Los once discípulos fueron a Galilea, a la montaña donde Jesús los había citado. Al verlo, se postraron delante de él; sin embargo, algunos todavía dudaron.Acercándose, Jesús les dijo: “Yo he recibido todo poder en el cielo y en la tierra. Vayan, y hagan que todos los pueblos sean mis discípulos, bautizándolos en el nombre del Padre y del Hijo y del Espíritu Santo, y enseñándoles a cumplir todo lo que yo les he mandado. Y yo estaré siempre con ustedes hasta el fin del mundo”.
El final de un libro, sobre todo de un Evangelio, es la proclama de sus
ideas principales.
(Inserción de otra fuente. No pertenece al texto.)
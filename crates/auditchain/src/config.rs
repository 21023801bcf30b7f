//! Ledger configuration.

use std::path::Path;

use auditchain_anchor::AnchorConfig;
use serde::{Deserialize, Serialize};

use crate::error::{LedgerError, Result};

pub const ENV_CHECKPOINT_INTERVAL: &str = "AUDITCHAIN_CHECKPOINT_INTERVAL";
pub const ENV_MAX_VERIFY_BATCH: &str = "AUDITCHAIN_MAX_VERIFY_BATCH";
pub const ENV_ANCHOR_ON_CHECKPOINT: &str = "AUDITCHAIN_ANCHOR_ON_CHECKPOINT";

/// Configuration for the [`Ledger`](crate::Ledger).
///
/// Missing fields take their defaults, so `{}` is a valid document.
#[derive(Debug, Clone, PartialEq, Eq, Serialize, Deserialize)]
#[serde(default)]
pub struct LedgerConfig {
    /// Sign a checkpoint every this many events. 0 disables checkpoints.
    pub checkpoint_interval: u64,
    /// Upper bound on events fetched by a single verification call.
    pub max_verify_batch: usize,
    /// How often an append is rebuilt after losing the head race.
    pub append_retries: u32,
    /// Anchor every checkpoint as soon as it is created.
    pub anchor_on_checkpoint: bool,
    /// Anchor backend.
    pub anchor: AnchorConfig,
}

impl Default for LedgerConfig {
    fn default() -> Self {
        Self {
            checkpoint_interval: 100,
            max_verify_batch: 1000,
            append_retries: 5,
            anchor_on_checkpoint: false,
            anchor: AnchorConfig::default(),
        }
    }
}

impl LedgerConfig {
    /// Parse a JSON configuration document.
    pub fn from_json(json: &str) -> Result<Self> {
        let config: Self =
            serde_json::from_str(json).map_err(|e| LedgerError::Config(e.to_string()))?;
        config.validate()
    }

    /// Read and parse a JSON configuration file.
    pub fn from_file(path: impl AsRef<Path>) -> Result<Self> {
        let path = path.as_ref();
        let json = std::fs::read_to_string(path)
            .map_err(|e| LedgerError::Config(format!("{}: {e}", path.display())))?;
        Self::from_json(&json)
    }

    /// Apply `AUDITCHAIN_*` overrides from the process environment.
    pub fn with_env_overrides(self) -> Result<Self> {
        self.with_overrides(|name| std::env::var(name).ok())
    }

    /// Apply overrides from any variable lookup.
    pub fn with_overrides<F>(mut self, lookup: F) -> Result<Self>
    where
        F: Fn(&str) -> Option<String>,
    {
        if let Some(value) = lookup(ENV_CHECKPOINT_INTERVAL) {
            self.checkpoint_interval = parse_var(ENV_CHECKPOINT_INTERVAL, &value)?;
        }
        if let Some(value) = lookup(ENV_MAX_VERIFY_BATCH) {
            self.max_verify_batch = parse_var(ENV_MAX_VERIFY_BATCH, &value)?;
        }
        if let Some(value) = lookup(ENV_ANCHOR_ON_CHECKPOINT) {
            self.anchor_on_checkpoint = match value.trim().to_ascii_lowercase().as_str() {
                "1" | "true" | "yes" | "on" => true,
                "0" | "false" | "no" | "off" | "" => false,
                other => {
                    return Err(LedgerError::Config(format!(
                        "{ENV_ANCHOR_ON_CHECKPOINT}: not a boolean: {other}"
                    )))
                }
            };
        }
        self.validate()
    }

    fn validate(self) -> Result<Self> {
        if self.max_verify_batch == 0 {
            return Err(LedgerError::Config("max_verify_batch must be positive".into()));
        }
        Ok(self)
    }
}

fn parse_var<T: std::str::FromStr>(name: &str, value: &str) -> Result<T>
where
    T::Err: std::fmt::Display,
{
    value
        .trim()
        .parse()
        .map_err(|e| LedgerError::Config(format!("{name}: {e}")))
}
Hoy leemos el final del Evangelio según Mateo. Propiamente,
no se trata de un relato de la ascensión. En ningún momento se describe el acto
de ascender. Esta elaboración mateana es una escena donde el Resucitado,
ascendido, habla a la comunidad eclesial. Ya ha recibido todo el poder, o sea
que ya está a la derecha del Padre, o sea que ya está en el cielo. No hay
separación entre ascensión y resurrección. Son dos facetas de una misma
realidad. Tradicionalmente se nos ha guardado en la retina de la mente, con más
énfasis, la visión lucana que, pedagógicamente, divide la pascua de la
ascensión. El motivo es catequético. Para recalcar los aspectos importantes de
uno y otro evento, Lucas los divide cronológicamente; eso no quiere decir que,
históricamente, puedan ser separados. El Resucitado es el Ascendido. Con la
pascua entra Jesús a otra dimensión que puede entenderse como la dimensión de
la ascensión. Inclusive la idea del vocablo ascender
es imprecisa, puesto que explica el acontecimiento como una subida espacial, y
la ascensión no puede ser eso porque el cielo es un estado, no un lugar. Cuando
hablamos teológicamente del cielo nos referimos a la vida vivida en la
presencia de Dios. El cielo es una forma de vida, no un espacio físico que está
arriba de la tierra. Por eso ascender es impreciso. No asciende Jesús como
quien toma un elevador hasta las habitaciones del Padre. Asciende Jesús porque
ha resucitado y está más allá del espacio y el tiempo.